Most of the time my posts are pretty upbeat-this blog is about thriving with cancer after all. But….and there is always a but….there is a flip side. For me, that is anxiety, crippling at times.

This week was one of those times. I noticed a strange sensation at the tip of my nose. It felt like a hair was stuck there and I kept trying to push it away. But there was no hair-just a sensation. That may not sound like a big deal to you, but the symptoms that defined my leptomeningeal disease (LMD) were simply that: weird sensations in my face. It didn’t cause a disability, just numbness in parts of my face and sensations of my eye and throat doing things that they weren’t actually doing. So even though this new sensation was different and on the other side of my face, I started worrying.

The more I worried, the more I imagined the feeling spreading. In my more rational moments I knew that I had no numbness, that this sensation was not like the previous ones and that it was on the other side of my face. (My oncologist thought that if the LMD recurred, it would be in the same places. But that was his just opinion as far as I know). These rational moments were not much competition for the terror that I felt every time I thought of the LMD coming back. I know there are many interesting clinical trials going on, but from what I have read, most do not accept patients who have previously had chemotherapy. I don’t know of any new treatments if Tagrisso stops working. Thinking about a decline and death from LMD is just awful as it takes over your brain and spinal fluid, so you pretty much lose all capacities (at least, that is how I understand it; I have never really heard what happens in end stage LMD)
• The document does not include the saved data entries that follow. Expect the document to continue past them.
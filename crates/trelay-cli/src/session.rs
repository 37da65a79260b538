//! One relay session: handshake, then a byte pipe to stdin/stdout.

use crate::tls::{self, Trust};
use anyhow::{Context, Result};
use std::io;
use tokio::io::{AsyncRead, AsyncWrite, AsyncWriteExt};
use tracing::{debug, info};
use trelay_core::{read_reply, write_request, RelayRequest};

/// Where and how to reach the relay server.
#[derive(Debug, Clone)]
pub struct Target {
    pub host: String,
    pub port: u16,
    pub trust: Trust,
}

/// Connect, send `request` and relay stdin/stdout until the server closes.
pub async fn run(target: &Target, request: &RelayRequest) -> Result<()> {
    let connector = tls::connector(&target.trust)?;
    let mut stream = tls::connect(&connector, &target.host, target.port).await?;
    handshake(&mut stream, request).await?;
    pipe(stream, tokio::io::stdin(), tokio::io::stdout()).await
}

/// Write the request and wait for the one-shot reply. A refusal becomes an
/// error carrying the server's message.
pub async fn handshake<S>(stream: &mut S, request: &RelayRequest) -> Result<()>
where
    S: AsyncRead + AsyncWrite + Unpin,
{
    write_request(stream, request)
        .await
        .context("failed to send request")?;
    let reply = read_reply(stream)
        .await
        .context("failed to read reply")?;
    if !reply.success {
        anyhow::bail!("{}", reply.message);
    }
    info!(app = %request.app_name, message = %reply.message, "relay accepted");
    Ok(())
}

/// Copy `input` to the server and the server to `output` until the server
/// side ends.
///
/// EOF on `input` leaves the write side open: the server tears the relay
/// down as soon as the client direction ends, which would cut off output
/// still in flight.
pub async fn pipe<S, I, O>(stream: S, mut input: I, mut output: O) -> Result<()>
where
    S: AsyncRead + AsyncWrite + Send + 'static,
    I: AsyncRead + Send + Unpin + 'static,
    O: AsyncWrite + Unpin,
{
    let (mut reader, mut writer) = tokio::io::split(stream);

    let upload = tokio::spawn(async move {
        match tokio::io::copy(&mut input, &mut writer).await {
            Ok(n) => debug!(bytes = n, "input finished"),
            Err(e) => debug!(error = %e, "input copy stopped"),
        }
        // Hold the write half until the download side is done.
        std::future::pending::<()>().await;
    });

    let result = tokio::io::copy(&mut reader, &mut output).await;
    upload.abort();
    output.flush().await.ok();

    match result {
        Ok(n) => {
            debug!(bytes = n, "relay finished");
            Ok(())
        }
        // Servers that close without close_notify.
        Err(e) if e.kind() == io::ErrorKind::UnexpectedEof => Ok(()),
        Err(e) => Err(e).context("relay failed"),
    }
}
I was a crying, Xanax popping mess half the time and a somewhat rational person the other half. I was beginning to feel schizophrenic. It has been over 3 1/2 years since my diagnosis and this was the worst I had felt in that time. I couldn’t even meditate; Xanax was the only thing that helped. Thank the powers that be for Xanax!

Gradually I came around. The rational mind beat back the terrified one. The Xanax calmed me down. The sensation seemed to weaken. I slept a lot. I am pretty ok now, though I won’t truly feel better until I have the MRI and get the results back.
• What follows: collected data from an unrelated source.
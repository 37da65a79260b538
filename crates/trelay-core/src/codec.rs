//! Length-prefixed CBOR framing for the relay handshake.
//!
//! Wire format: `[4-byte big-endian length][CBOR payload]`

use crate::error::{RelayError, RelayResult};
use std::io::Cursor;
use tokio::io::{AsyncRead, AsyncReadExt, AsyncWrite, AsyncWriteExt};

/// Upper bound on a single handshake frame. Requests are a handful of short
/// strings, so anything larger is treated as garbage on the wire.
pub const MAX_FRAME_LEN: usize = 64 * 1024;

/// Encode a serializable value into a length-prefixed CBOR frame.
pub fn frame_encode<T: serde::Serialize>(value: &T) -> RelayResult<Vec<u8>> {
    let mut payload = Vec::new();
    ciborium::into_writer(value, &mut payload)?;

    if payload.len() > MAX_FRAME_LEN {
        return Err(RelayError::Codec(format!(
            "frame of {} bytes exceeds limit of {MAX_FRAME_LEN}",
            payload.len()
        )));
    }

    let len = payload.len() as u32;
    let mut frame = Vec::with_capacity(4 + payload.len());
    frame.extend_from_slice(&len.to_be_bytes());
    frame.extend(payload);
    Ok(frame)
}

/// Decode a CBOR payload (without length prefix) into a typed value.
pub fn cbor_decode<T: serde::de::DeserializeOwned>(data: &[u8]) -> RelayResult<T> {
    let cursor = Cursor::new(data);
    let value: T = ciborium::from_reader(cursor)?;
    Ok(value)
}

/// Read one complete frame and decode it.
///
/// A clean EOF before the length prefix and a truncated payload both surface
/// as [`RelayError::Protocol`].
pub async fn read_frame<R, T>(reader: &mut R) -> RelayResult<T>
where
    R: AsyncRead + Unpin,
    T: serde::de::DeserializeOwned,
{
    let mut len_buf = [0u8; 4];
    reader
        .read_exact(&mut len_buf)
        .await
        .map_err(|e| RelayError::Protocol(format!("reading frame length: {e}")))?;

    let len = u32::from_be_bytes(len_buf) as usize;
    if len == 0 || len > MAX_FRAME_LEN {
        return Err(RelayError::Protocol(format!("invalid frame length {len}")));
    }

    let mut payload = vec![0u8; len];
    reader
        .read_exact(&mut payload)
        .await
        .map_err(|e| RelayError::Protocol(format!("reading frame payload: {e}")))?;

    cbor_decode(&payload)
}

/// Encode a value, write it as one frame and flush.
pub async fn write_frame<W, T>(writer: &mut W, value: &T) -> RelayResult<()>
where
    W: AsyncWrite + Unpin,
    T: serde::Serialize,
{
    let frame = frame_encode(value)?;
    writer.write_all(&frame).await?;
    writer.flush().await?;
    Ok(())
}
Thinking about this episode on my walk this morning. It occurred to me that maybe part of the reason I lost my sh*t wasn’t entirely about the episode itself, but just because I am exhausted from maintaining the facade to family and friends that “everything is fine”. Most of the time I am fine. And I know that others have problems too and I don’t want to burden them with mine. And everyone wants to hear that I am fine. I am very aware of all that. But everything is not fine, at least a lot of the time, because the terror is always lurking in my brain. I can’t forget that there is a high probability that my cancer will recur. If I thought I would just get a tumor in another organ, I could deal with that. Chemo again, radiation – I could deal with that. But this, this scares the hell out of me because I don’t know what they could do for me at that point. So while I am doing very well most of the time, that possibility is always in my head.

The postscript is that the MRI was fine, my cancer hasn’t recurred and I’m not going to die. At least not this time. I just got another 3 month reprieve.